Need a fun and inexpensive project for the kids? How about letting the kids sleep in a backyard blanket tent and showing them how to cook their own dinner on a hobo stove? Make the stove first as a craft project. It’ll keep them busy all afternoon!
Today’s post about hobo stoves is written by Diana’s long-time friend Joan Husby (www.RainsongPress.com). Back in the 1950s when Joan was a counselor at the Camp Fire Girls’ Camp Killoqua, she led the girls in this fun project. Recently, she also taught her granddaughter Annie how to make a hobo stove. Now you can teach your kids to make one too using materials that, for the most part, would just go into the trash or recycle bin.
HOW TO MAKE A HOBO STOVE
- newspaper or newsprint
- paraffin or old candle stubs
- 1 or more tuna cans
- 1 soup can for melting wax
- A saucepan of hot water
- 3-lb. empty coffee can
- punch-type can opener
The top of the coffee can will become so hot that you can heat a pan of soup, toast a sandwich, or even fry a hamburger on it.
Annie made Toad-in-the-Hole on her new hobo stove. Photos and step-by-step instructions for this fun recipe appear below these next photos showing how to construct the hobo stove.
SAFETY ALERT! Be very careful when handling the hot wax. Also be sure not to touch the lighted tuna-can burner again until the fire has gone out and the can has cooled.
© 2009, The Savage Sisters
1. Fold a newspaper page in half, then fold it in half again, creasing well, and repeat until you have a strip narrow enough to fit just below the rim of the tuna can when it’s rolled up and placed on edge inside the can. Make several of these strips.
2. Lay a 4-inch piece of string across the end of the strip, letting a half an inch or more stick out from either side. Roll the strip tightly around the string. Add more strips until your coil of paper is the right size to fit inside the tuna can. Press the coil down inside, making the surface as even as possible. Be sure the string wick projects from the center. The tighter the coil, the longer it will burn.
3. With pliers, crease the rim of the soup can to make a pouring spout. Heat an inch or two of water in a pan on a stove burner or other heat source. (An adult should supervise this part.) Put a piece of paraffin or candle stubs (two or three ounces is plenty) in the can, and set the can in the hot water. When the wax melts completely, turn off the heat.
4. Using a potholder to prevent burns, slowly pour the wax over the coiled paper, and let it soak in well. Allow it to cool. Take care not to splash the hot wax on yourself or on the stove. If you make several tuna-can burners (also known as buddy burners) at once, you won’t run out of heat before the food you’re cooking on the hobo stove is done.

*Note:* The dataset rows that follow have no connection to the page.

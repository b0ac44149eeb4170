use std::collections::HashMap;
use std::sync::{Arc, PoisonError, RwLock};

use tracing::{debug, warn};

use crate::manager::managererror::CalendarError;
use crate::time::holiday::holidayrecord::HolidayRecord;
use crate::time::holiday::holidaysource::HolidaySource;

/// Memoises a `HolidaySource` per year.
///
/// Only successful lookups are stored; an error is returned to the caller and
/// the next request for that year asks the source again.
///
/// Two threads missing the same year at once may both query the source. The
/// second insert overwrites the first with an equal answer.
pub struct HolidayCache<S> {
    source: S,
    years: RwLock<HashMap<i32, Arc<[HolidayRecord]>>>
}

impl<S> HolidayCache<S>
where
    S: HolidaySource
{
    pub fn new(source: S) -> HolidayCache<S> {
        HolidayCache {
            source,
            years: RwLock::new(HashMap::new())
        }
    }

    pub fn source(&self) -> &S {
        &self.source
    }

    pub fn get_or_fetch(&self, year: i32) -> Result<Arc<[HolidayRecord]>, CalendarError> {
        if let Some(cached) = self.years
            .read()
            .unwrap_or_else(PoisonError::into_inner)
            .get(&year) {
            return Ok(Arc::clone(cached));
        }

        let fetched: Arc<[HolidayRecord]> = match self.source.holidays_for(year) {
            Ok(records) => records.into(),
            Err(error) => {
                warn!(year, %error, "holiday lookup failed");
                return Err(error);
            }
        };
        debug!(year, count = fetched.len(), "memoised holidays");
        self.years
            .write()
            .unwrap_or_else(PoisonError::into_inner)
            .insert(year, Arc::clone(&fetched));
        Ok(fetched)
    }
}
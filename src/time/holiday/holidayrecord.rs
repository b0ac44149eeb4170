use chrono::NaiveDate;
use serde::{
    Serialize,
    Deserialize
};

use crate::time::utility::same_day_of_year;

/// A public holiday as delivered by a holiday source.
///
/// `not_statutory` and `half_day` are carried for display only; they do not
/// change whether the day counts as a business day.
#[derive(Debug, Clone, PartialEq, Eq, Serialize, Deserialize)]
pub struct HolidayRecord {
    date: NaiveDate,
    name: String,
    #[serde(default)]
    not_statutory: bool,
    #[serde(default)]
    half_day: bool
}

impl HolidayRecord {
    pub fn new(date: NaiveDate, name: impl Into<String>) -> HolidayRecord {
        HolidayRecord::with_flags(date, name, false, false)
    }

    pub fn with_flags(date: NaiveDate,
                      name: impl Into<String>,
                      not_statutory: bool,
                      half_day: bool) -> HolidayRecord {
        HolidayRecord {
            date,
            name: name.into(),
            not_statutory,
            half_day
        }
    }

    pub fn date(&self) -> NaiveDate {
        self.date
    }

    pub fn name(&self) -> &str {
        &self.name
    }

    pub fn not_statutory(&self) -> bool {
        self.not_statutory
    }

    pub fn half_day(&self) -> bool {
        self.half_day
    }

    /// Month and day match; the year of either date is ignored.
    #[inline]
    pub fn falls_on(&self, d: NaiveDate) -> bool {
        same_day_of_year(self.date, d)
    }
}

impl From<(NaiveDate, String)> for HolidayRecord {
    fn from((date, name): (NaiveDate, String)) -> HolidayRecord {
        HolidayRecord::new(date, name)
    }
}
use std::sync::Arc;

use chrono::NaiveDate;
use tracing::debug;

use crate::manager::managererror::CalendarError;
use crate::time::holiday::holidayrecord::HolidayRecord;

/// Supplies the public holidays of one territory, one year at a time.
///
/// Records come back in the order the source lists them. They are not
/// validated: a record may carry a different year than requested, and
/// duplicates are passed through as is.
pub trait HolidaySource: Send + Sync {
    fn holidays_for(&self, year: i32) -> Result<Vec<HolidayRecord>, CalendarError>;
}

impl<S> HolidaySource for Arc<S>
where
    S: HolidaySource + ?Sized
{
    fn holidays_for(&self, year: i32) -> Result<Vec<HolidayRecord>, CalendarError> {
        (**self).holidays_for(year)
    }
}

type HolidayLookup = dyn Fn(i32) -> Result<Vec<(NaiveDate, String)>, CalendarError> + Send + Sync;

/// Adapts a `(date, name)` lookup function into a `HolidaySource`.
pub struct FnHolidaySource {
    country: String,
    lookup: Box<HolidayLookup>
}

impl FnHolidaySource {
    pub fn new<F>(country: impl Into<String>, lookup: F) -> FnHolidaySource
    where
        F: Fn(i32) -> Result<Vec<(NaiveDate, String)>, CalendarError> + Send + Sync + 'static
    {
        FnHolidaySource {
            country: country.into(),
            lookup: Box::new(lookup)
        }
    }
}

impl HolidaySource for FnHolidaySource {
    fn holidays_for(&self, year: i32) -> Result<Vec<HolidayRecord>, CalendarError> {
        let raw = (self.lookup)(year)?;
        debug!(country = %self.country, year, count = raw.len(), "looked up holidays");
        Ok(raw.into_iter().map(HolidayRecord::from).collect())
    }
}
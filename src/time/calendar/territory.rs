use chrono::{
    Datelike,
    NaiveDate,
    Weekday
};

use crate::manager::managererror::CalendarError;

const DEFAULT_WORKDAYS: [Weekday; 5] = [
    Weekday::Mon,
    Weekday::Tue,
    Weekday::Wed,
    Weekday::Thu,
    Weekday::Fri
];

/// Workdays as a bitmask: Mon(0), Tue(1), ..., Sun(6).
#[derive(Debug, Clone, Copy, PartialEq, Eq)]
pub struct WorkdayMask(u8);

impl WorkdayMask {
    pub fn new(workdays: &[Weekday]) -> WorkdayMask {
        let mut mask = 0u8;
        for &weekday in workdays {
            mask |= 1u8 << weekday.num_days_from_monday();
        }
        WorkdayMask(mask)
    }

    #[inline]
    pub fn contains(&self, weekday: Weekday) -> bool {
        let bit = 1u8 << weekday.num_days_from_monday();
        (self.0 & bit) != 0
    }
}

/// Full English weekday name, e.g. `"Monday"`.
pub fn weekday_name(weekday: Weekday) -> &'static str {
    match weekday {
        Weekday::Mon => "Monday",
        Weekday::Tue => "Tuesday",
        Weekday::Wed => "Wednesday",
        Weekday::Thu => "Thursday",
        Weekday::Fri => "Friday",
        Weekday::Sat => "Saturday",
        Weekday::Sun => "Sunday"
    }
}

/// Jurisdiction metadata plus its working week.
#[derive(Debug, Clone, PartialEq, Eq)]
pub struct Territory {
    country: String,
    name: String,
    timezone: String,
    workdays: Vec<Weekday>,
    mask: WorkdayMask
}

impl Territory {
    /// A territory working Monday to Friday.
    pub fn new(country: impl Into<String>,
               name: impl Into<String>,
               timezone: impl Into<String>) -> Territory {
        let workdays = Territory::default_workdays();
        Territory {
            country: country.into(),
            name: name.into(),
            timezone: timezone.into(),
            mask: WorkdayMask::new(&workdays),
            workdays
        }
    }

    pub fn default_workdays() -> Vec<Weekday> {
        DEFAULT_WORKDAYS.to_vec()
    }

    /// Replaces the working week. Repeated days are dropped, first-seen order is kept.
    pub fn with_workdays<I>(mut self, workdays: I) -> Territory
    where
        I: IntoIterator<Item = Weekday>
    {
        let mut unique: Vec<Weekday> = Vec::with_capacity(7);
        for weekday in workdays {
            if !unique.contains(&weekday) {
                unique.push(weekday);
            }
        }
        self.mask = WorkdayMask::new(&unique);
        self.workdays = unique;
        self
    }

    /// Same as `with_workdays`, taking names such as `"Monday"` or `"sun"`.
    pub fn with_workday_names<I, T>(self, names: I) -> Result<Territory, CalendarError>
    where
        I: IntoIterator<Item = T>,
        T: AsRef<str>
    {
        let workdays = names.into_iter()
            .map(|name| {
                let name = name.as_ref();
                name.trim()
                    .parse::<Weekday>()
                    .map_err(|_| CalendarError::malformed(format!("'{}' is not a weekday name", name)))
            })
            .collect::<Result<Vec<Weekday>, CalendarError>>()?;
        Ok(self.with_workdays(workdays))
    }

    pub fn country(&self) -> &str {
        &self.country
    }

    pub fn name(&self) -> &str {
        &self.name
    }

    /// Informational only; evaluation works on plain calendar dates.
    pub fn timezone(&self) -> &str {
        &self.timezone
    }

    pub fn workdays(&self) -> &[Weekday] {
        &self.workdays
    }

    pub fn workday_names(&self) -> Vec<&'static str> {
        self.workdays.iter().map(|&w| weekday_name(w)).collect()
    }

    #[inline]
    pub fn is_workday(&self, d: NaiveDate) -> bool {
        self.mask.contains(d.weekday())
    }
}
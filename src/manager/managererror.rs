use chrono::NaiveDate;
use serde::Deserialize;
use thiserror::Error;

#[derive(Debug, Error)]
pub enum CalendarError {
    #[error("holiday data unavailable for '{country}' in {year}: {reason}")]
    DataUnavailable {
        country: String,
        year: i32,
        reason: String
    },

    #[error("malformed input: {0}")]
    MalformedInput(String),

    #[error("no business day found within {limit} days after {start}")]
    ScanLimitExceeded {
        start: NaiveDate,
        limit: u32
    },

    #[error("territory '{0}' not found")]
    UnknownTerritory(String),

    #[error("IO error: {0}")]
    Io(#[from] std::io::Error),

    #[error("JSON parse error: {0}")]
    JsonParse(#[from] serde_json::Error)
}

impl CalendarError {
    pub fn data_unavailable(country: &str, year: i32, reason: impl Into<String>) -> CalendarError {
        CalendarError::DataUnavailable {
            country: country.to_owned(),
            year,
            reason: reason.into()
        }
    }

    pub fn malformed(message: impl Into<String>) -> CalendarError {
        CalendarError::MalformedInput(message.into())
    }

    pub fn is_data_unavailable(&self) -> bool {
        matches!(self, CalendarError::DataUnavailable { .. })
    }
}

pub fn parse_json_value<T>(json_value: serde_json::Value) -> Result<T, CalendarError>
where
    T: for<'a> Deserialize<'a>
{
    serde_json::from_value(json_value).map_err(CalendarError::JsonParse)
}
//! Encoded event tuples and their value field.

use std::fmt;

use crate::ids::{CodeIndex, PatientId};
use crate::ModelError;

/// Value field of a code that carries no value.
pub const NO_VALUE: &str = "NaN";

/// Value field of a valued code whose occurrence lacks a value.
pub const MISSING_VALUE: &str = "_MISSING";

/// Sentinel code counted during vocabulary building and never persisted.
pub const UNKNOWN_CODE: &str = "<unk>";

/// Header of the consolidated tuple file.
pub const TUPLE_HEADER: [&str; 5] = ["patient_id", "admission_id", "time", "code", "value"];

/// Replaces the field delimiter inside a rate string. Line breaks become
/// spaces so the value stays on its event line.
pub fn encode_rate(raw: &str) -> String {
    raw.trim().replace(',', "/").replace(['\r', '\n'], " ")
}

/// Reverses [`encode_rate`] into a parseable decimal literal.
pub fn decode_rate(encoded: &str) -> String {
    encoded.replace('/', ".")
}

#[derive(Debug, Clone, PartialEq)]
pub enum EventValue {
    /// The code carries no value (`NaN`).
    None,
    /// The code carries values but this occurrence has none (`_MISSING`).
    Missing,
    /// A numeric lab result.
    Number(f64),
    /// Any other literal, such as an encoded rate.
    Text(String),
}

impl EventValue {
    pub fn rate(raw: &str) -> Self {
        EventValue::Text(encode_rate(raw))
    }

    /// Reads a value field back from a tuple line. Literals stay verbatim.
    pub fn parse(field: &str) -> Self {
        match field {
            NO_VALUE | "" => EventValue::None,
            MISSING_VALUE => EventValue::Missing,
            other => EventValue::Text(other.to_string()),
        }
    }

    /// Numeric reading of the value, reversing the rate substitution.
    pub fn numeric(&self) -> Option<f64> {
        match self {
            EventValue::None | EventValue::Missing => None,
            EventValue::Number(value) => Some(*value),
            EventValue::Text(text) => decode_rate(text.trim()).parse::<f64>().ok(),
        }
    }

    pub fn is_present(&self) -> bool {
        self.numeric().is_some()
    }
}

impl fmt::Display for EventValue {
    fn fmt(&self, f: &mut fmt::Formatter<'_>) -> fmt::Result {
        match self {
            EventValue::None => f.write_str(NO_VALUE),
            EventValue::Missing => f.write_str(MISSING_VALUE),
            EventValue::Number(value) => write!(f, "{value}"),
            EventValue::Text(text) => f.write_str(text),
        }
    }
}

/// One encoded event without its patient, as stored in partial files.
#[derive(Debug, Clone, PartialEq)]
pub struct Event {
    pub admission_id: String,
    pub time: i64,
    pub code_index: CodeIndex,
    pub value: EventValue,
}

impl Event {
    pub fn new(time: i64, code_index: CodeIndex, value: EventValue) -> Self {
        Self {
            admission_id: String::new(),
            time,
            code_index,
            value,
        }
    }

    /// Renders `admission_id,time,code,value`.
    pub fn to_line(&self) -> String {
        format!(
            "{},{},{},{}",
            self.admission_id, self.time, self.code_index, self.value
        )
    }

    pub fn parse_line(line: &str) -> Result<Self, ModelError> {
        let fields: Vec<&str> = line.split(',').collect();
        let [admission_id, time, code_index, value] = fields.as_slice() else {
            return Err(ModelError::MalformedTuple {
                line: line.to_string(),
                reason: format!("expected 4 fields, found {}", fields.len()),
            });
        };
        Self::from_fields(admission_id, time, code_index, value).map_err(|reason| {
            ModelError::MalformedTuple {
                line: line.to_string(),
                reason,
            }
        })
    }

    /// Builds an event from the four tuple fields, reporting the bad field.
    pub fn from_fields(
        admission_id: &str,
        time: &str,
        code_index: &str,
        value: &str,
    ) -> Result<Self, String> {
        let time = time
            .trim()
            .parse::<i64>()
            .map_err(|_| format!("time '{time}' is not an integer"))?;
        let code_index = code_index
            .trim()
            .parse::<CodeIndex>()
            .map_err(|_| format!("code '{code_index}' is not a code index"))?;
        Ok(Self {
            admission_id: admission_id.to_string(),
            time,
            code_index,
            value: EventValue::parse(value),
        })
    }
}

/// An event bound to its patient, as stored in the consolidated file.
#[derive(Debug, Clone, PartialEq)]
pub struct EventTuple {
    pub patient_id: PatientId,
    pub event: Event,
}

impl EventTuple {
    /// Fields in [`TUPLE_HEADER`] order.
    pub fn to_record(&self) -> [String; 5] {
        [
            self.patient_id.to_string(),
            self.event.admission_id.clone(),
            self.event.time.to_string(),
            self.event.code_index.to_string(),
            self.event.value.to_string(),
        ]
    }
}

#[cfg(test)]
mod tests {
    use super::*;

    #[test]
    fn rate_substitution_round_trips_to_number() {
        let value = EventValue::rate(" 10,5 ");
        assert_eq!(value.to_string(), "10/5");
        assert_eq!(value.numeric(), Some(10.5));
    }

    #[test]
    fn rate_line_breaks_stay_on_one_line() {
        let value = EventValue::rate("10\r\n5,5");
        assert_eq!(value.to_string(), "10  5/5");
        let event = Event::new(3, 4, value);
        assert_eq!(event.to_line().lines().count(), 1);
    }

    #[test]
    fn sentinels_are_not_present() {
        assert!(!EventValue::parse("NaN").is_present());
        assert!(!EventValue::parse("_MISSING").is_present());
        assert!(!EventValue::parse("").is_present());
        assert!(!EventValue::parse("ml/hr").is_present());
        assert!(EventValue::parse("5.5").is_present());
    }

    #[test]
    fn numbers_use_shortest_formatting() {
        assert_eq!(EventValue::Number(5.5).to_string(), "5.5");
        assert_eq!(EventValue::Number(5.0).to_string(), "5");
    }

    #[test]
    fn event_line_round_trip_keeps_text() {
        let line = ",-12,7,10/5";
        let event = Event::parse_line(line).expect("parse");
        assert_eq!(event.time, -12);
        assert_eq!(event.code_index, 7);
        assert_eq!(event.to_line(), line);
    }

    #[test]
    fn event_line_rejects_bad_fields() {
        assert!(Event::parse_line(",5,7").is_err());
        assert!(Event::parse_line(",x,7,NaN").is_err());
        assert!(Event::parse_line(",5,-1,NaN").is_err());
    }
}
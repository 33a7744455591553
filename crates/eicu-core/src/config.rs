//! Pipeline configuration.
//!
//! Every field has a default, so an empty TOML file (or no file at all)
//! describes the standard eICU layout:
//!
//! ```text
//! eicu/                      source tables and patient.csv
//! records/index/             per-table *.dict files and code_dict.csv
//! records/tuple/             partial *.tri files
//! records/tuples.csv         consolidated tuples
//! records/code_dict_revised.csv
//! records/patients_dict.csv
//! ```

use std::path::{Path, PathBuf};

use serde::{Deserialize, Serialize};

use eicu_ingest::{DEFAULT_CHUNK_ROWS, PATIENT_ID_COLUMN, TableSpec};

use crate::error::{CoreError, Result};

/// Demographic columns copied from the roster into the patient dictionary.
pub const DEFAULT_PATIENT_COLUMNS: [&str; 17] = [
    "patientunitstayid",
    "gender",
    "age",
    "ethnicity",
    "hospitaladmittime24",
    "hospitaladmitoffset",
    "hospitaladmitsource",
    "hospitaldischargestatus",
    "unittype",
    "unitadmittime24",
    "unitadmitsource",
    "unitstaytype",
    "admissionweight",
    "unitdischargetime24",
    "unitdischargeoffset",
    "unitdischargelocation",
    "unitdischargestatus",
];

#[derive(Debug, Clone, PartialEq, Serialize, Deserialize)]
#[serde(default, deny_unknown_fields)]
pub struct PipelineConfig {
    /// Directory holding the raw eICU tables.
    pub source_dir: PathBuf,
    /// Root of every artifact the pipeline writes.
    pub output_dir: PathBuf,
    pub tuple_dir: Option<PathBuf>,
    pub index_dir: Option<PathBuf>,
    pub dictionary_path: Option<PathBuf>,
    pub tuples_path: Option<PathBuf>,
    pub revised_dictionary_path: Option<PathBuf>,
    pub patients_dict_path: Option<PathBuf>,
    /// Roster file name inside `source_dir`.
    pub roster: String,
    pub roster_id_column: String,
    /// Row cap of every chunked scan.
    pub chunk_rows: usize,
    pub tables: Vec<TableSpec>,
    pub patient_columns: Vec<String>,
}

impl Default for PipelineConfig {
    fn default() -> Self {
        Self {
            source_dir: PathBuf::from("eicu"),
            output_dir: PathBuf::from("records"),
            tuple_dir: None,
            index_dir: None,
            dictionary_path: None,
            tuples_path: None,
            revised_dictionary_path: None,
            patients_dict_path: None,
            roster: "patient.csv".to_string(),
            roster_id_column: PATIENT_ID_COLUMN.to_string(),
            chunk_rows: DEFAULT_CHUNK_ROWS,
            tables: TableSpec::eicu_defaults(),
            patient_columns: DEFAULT_PATIENT_COLUMNS.map(String::from).to_vec(),
        }
    }
}

impl PipelineConfig {
    /// Loads a TOML configuration file.
    pub fn load(path: &Path) -> Result<Self> {
        let text = std::fs::read_to_string(path).map_err(|source| CoreError::FileRead {
            path: path.to_path_buf(),
            source,
        })?;
        Self::from_toml(&text).map_err(|message| CoreError::Config {
            path: path.to_path_buf(),
            message,
        })
    }

    pub fn from_toml(text: &str) -> std::result::Result<Self, String> {
        let config: Self = toml::from_str(text).map_err(|e| e.to_string())?;
        config.validate()?;
        Ok(config)
    }

    fn validate(&self) -> std::result::Result<(), String> {
        if self.chunk_rows == 0 {
            return Err("chunk_rows must be at least 1".to_string());
        }
        for (position, spec) in self.tables.iter().enumerate() {
            if self.tables[..position]
                .iter()
                .any(|other| other.code_type == spec.code_type)
            {
                return Err(format!("table {} is configured twice", spec.code_type));
            }
        }
        Ok(())
    }

    pub fn with_source_dir(mut self, dir: impl Into<PathBuf>) -> Self {
        self.source_dir = dir.into();
        self
    }

    pub fn with_output_dir(mut self, dir: impl Into<PathBuf>) -> Self {
        self.output_dir = dir.into();
        self
    }

    pub fn with_chunk_rows(mut self, rows: usize) -> Self {
        self.chunk_rows = rows.max(1);
        self
    }

    pub fn tuple_dir(&self) -> PathBuf {
        self.tuple_dir
            .clone()
            .unwrap_or_else(|| self.output_dir.join("tuple"))
    }

    pub fn index_dir(&self) -> PathBuf {
        self.index_dir
            .clone()
            .unwrap_or_else(|| self.output_dir.join("index"))
    }

    pub fn dictionary_path(&self) -> PathBuf {
        self.dictionary_path
            .clone()
            .unwrap_or_else(|| self.index_dir().join("code_dict.csv"))
    }

    pub fn tuples_path(&self) -> PathBuf {
        self.tuples_path
            .clone()
            .unwrap_or_else(|| self.output_dir.join("tuples.csv"))
    }

    pub fn revised_dictionary_path(&self) -> PathBuf {
        self.revised_dictionary_path
            .clone()
            .unwrap_or_else(|| self.output_dir.join("code_dict_revised.csv"))
    }

    /// JSON drift report written next to the revised dictionary.
    pub fn revision_report_path(&self) -> PathBuf {
        self.revised_dictionary_path().with_extension("json")
    }

    pub fn patients_dict_path(&self) -> PathBuf {
        self.patients_dict_path
            .clone()
            .unwrap_or_else(|| self.output_dir.join("patients_dict.csv"))
    }

    pub fn roster_path(&self) -> PathBuf {
        self.source_dir.join(&self.roster)
    }

    /// Per-table vocabulary file, `<index>/<table>_dict.dict`.
    pub fn table_dictionary_path(&self, spec: &TableSpec) -> PathBuf {
        self.index_dir().join(format!("{}_dict.dict", spec.name()))
    }
}

/// Creates `dir` and its parents if missing.
pub fn ensure_dir(dir: &Path) -> Result<()> {
    std::fs::create_dir_all(dir).map_err(|source| CoreError::CreateDir {
        path: dir.to_path_buf(),
        source,
    })
}

/// Creates the parent directory of a file about to be written.
pub fn ensure_parent(path: &Path) -> Result<()> {
    match path.parent() {
        Some(parent) if !parent.as_os_str().is_empty() => ensure_dir(parent),
        _ => Ok(()),
    }
}

#[cfg(test)]
mod tests {
    use super::*;

    #[test]
    fn empty_file_yields_standard_layout() {
        let config = PipelineConfig::from_toml("").expect("parse");
        assert_eq!(config, PipelineConfig::default());
        assert_eq!(
            config.dictionary_path(),
            Path::new("records/index/code_dict.csv")
        );
        assert_eq!(config.tuple_dir(), Path::new("records/tuple"));
        assert_eq!(
            config.revision_report_path(),
            Path::new("records/code_dict_revised.json")
        );
        assert_eq!(config.roster_path(), Path::new("eicu/patient.csv"));
        assert_eq!(config.chunk_rows, 30_000_000);
    }

    #[test]
    fn overrides_and_tables_parse() {
        let text = r#"
output_dir = "out"
chunk_rows = 1000

[[tables]]
code_type = "eicu_lab"
file_name = "lab_small.csv"
patient_column = "patientunitstayid"
time_column = "labresultoffset"
code_column = "labname"
value_column = "labresult"
chunked = true
"#;
        let config = PipelineConfig::from_toml(text).expect("parse");
        assert_eq!(config.chunk_rows, 1000);
        assert_eq!(config.tables.len(), 1);
        assert_eq!(config.tables[0].unit_column, None);
        assert_eq!(
            config.table_dictionary_path(&config.tables[0]),
            Path::new("out/index/lab_dict.dict")
        );
    }

    #[test]
    fn rejects_unknown_keys_and_zero_chunks() {
        assert!(PipelineConfig::from_toml("chunk_size = 5").is_err());
        assert!(PipelineConfig::from_toml("chunk_rows = 0").is_err());
    }

    #[test]
    fn rejects_duplicate_tables() {
        let table = r#"
[[tables]]
code_type = "eicu_lab"
file_name = "lab.csv"
patient_column = "patientunitstayid"
time_column = "labresultoffset"
code_column = "labname"
"#;
        let err = PipelineConfig::from_toml(&table.repeat(2)).expect_err("duplicate");
        assert!(err.contains("eicu_lab"), "{err}");
    }
}
//! Block-structured partial tuple files (`*.tri`).
//!
//! ```text
//! file   = { blank } { block }
//! block  = header { tuple } blank { blank }
//! header = patient id, a line without commas
//! tuple  = admission_id "," time "," code "," value
//! blank  = an empty or whitespace-only line
//! ```
//!
//! Lines are trimmed before they are interpreted. The final block may end at
//! end of file without a trailing blank line.

use std::fs::File;
use std::io::{BufRead, BufReader, BufWriter, Write};
use std::path::{Path, PathBuf};

use eicu_model::{Event, PatientId};

use crate::config::ensure_parent;
use crate::error::{CoreError, Result};

/// Extension of partial tuple files.
pub const PARTIAL_EXTENSION: &str = "tri";

/// One patient's events as stored in a partial file.
#[derive(Debug, Clone, PartialEq)]
pub struct Block {
    pub patient_id: PatientId,
    pub events: Vec<Event>,
}

/// Writes blocks in the given order. Blocks without events are skipped.
pub fn write_blocks(path: &Path, blocks: &[Block]) -> Result<usize> {
    ensure_parent(path)?;
    let file = File::create(path).map_err(|source| CoreError::write(path, source))?;
    let mut out = BufWriter::new(file);
    let mut written = 0;
    for block in blocks.iter().filter(|block| !block.events.is_empty()) {
        writeln!(out, "{}", block.patient_id).map_err(|source| CoreError::write(path, source))?;
        for event in &block.events {
            writeln!(out, "{}", event.to_line()).map_err(|source| CoreError::write(path, source))?;
        }
        writeln!(out).map_err(|source| CoreError::write(path, source))?;
        written += 1;
    }
    out.flush().map_err(|source| CoreError::write(path, source))?;
    Ok(written)
}

/// Streaming reader yielding one [`Block`] at a time.
pub struct BlockReader<R> {
    path: PathBuf,
    lines: std::io::Lines<R>,
    line: u64,
}

impl BlockReader<BufReader<File>> {
    pub fn open(path: &Path) -> Result<Self> {
        let file = File::open(path).map_err(|source| CoreError::FileRead {
            path: path.to_path_buf(),
            source,
        })?;
        Ok(Self::new(path, BufReader::new(file)))
    }
}

impl<R: BufRead> BlockReader<R> {
    pub fn new(path: &Path, reader: R) -> Self {
        Self {
            path: path.to_path_buf(),
            lines: reader.lines(),
            line: 0,
        }
    }

    fn next_line(&mut self) -> Result<Option<String>> {
        match self.lines.next() {
            None => Ok(None),
            Some(Ok(line)) => {
                self.line += 1;
                Ok(Some(line.trim().to_string()))
            }
            Some(Err(source)) => Err(CoreError::FileRead {
                path: self.path.clone(),
                source,
            }),
        }
    }

    fn malformed(&self, reason: impl Into<String>) -> CoreError {
        CoreError::MalformedPartial {
            path: self.path.clone(),
            line: self.line,
            reason: reason.into(),
        }
    }

    fn read_block(&mut self) -> Result<Option<Block>> {
        let header = loop {
            match self.next_line()? {
                None => return Ok(None),
                Some(line) if line.is_empty() => continue,
                Some(line) => break line,
            }
        };
        if header.contains(',') {
            return Err(self.malformed("tuple line without a patient header"));
        }
        let patient_id = PatientId::new(header).map_err(|e| self.malformed(e.to_string()))?;

        let mut events = Vec::new();
        while let Some(line) = self.next_line()? {
            if line.is_empty() {
                break;
            }
            let event = Event::parse_line(&line).map_err(|e| self.malformed(e.to_string()))?;
            events.push(event);
        }
        Ok(Some(Block { patient_id, events }))
    }
}

impl<R: BufRead> Iterator for BlockReader<R> {
    type Item = Result<Block>;

    fn next(&mut self) -> Option<Self::Item> {
        self.read_block().transpose()
    }
}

5. Turn the coffee can upside down. Use the can opener to punch triangular holes at intervals below the bottom of the can, which has of course now become the top of the can. The holes at the stove’s top will allow oxygen to feed the lighted burner below. (The holes on the dark coffee can didn’t show up well in the pictures, so we’re using a juice can here to illustrate.)
6. When you’re ready to cook, light the wick and set the coffee can over the wax-filled tuna can.
TOAD-IN-THE-HOLE: 1) Butter a piece of bread on both sides. 2) Cut a circle from the center of the bread slice, using a cookie cutter or the top of another can. 3) Place the buttered bread on the hot hobo stovetop, break an egg into the hole, and sprinkle with salt and pepper to taste.
4) When it’s toasted on one side, flip the whole thing over with a pancake turner, and let it toast on the other side.
5) Slide the toad-in-the-hole onto a plate. While you eat it, you can also toast the cutout piece, as Annie is doing here.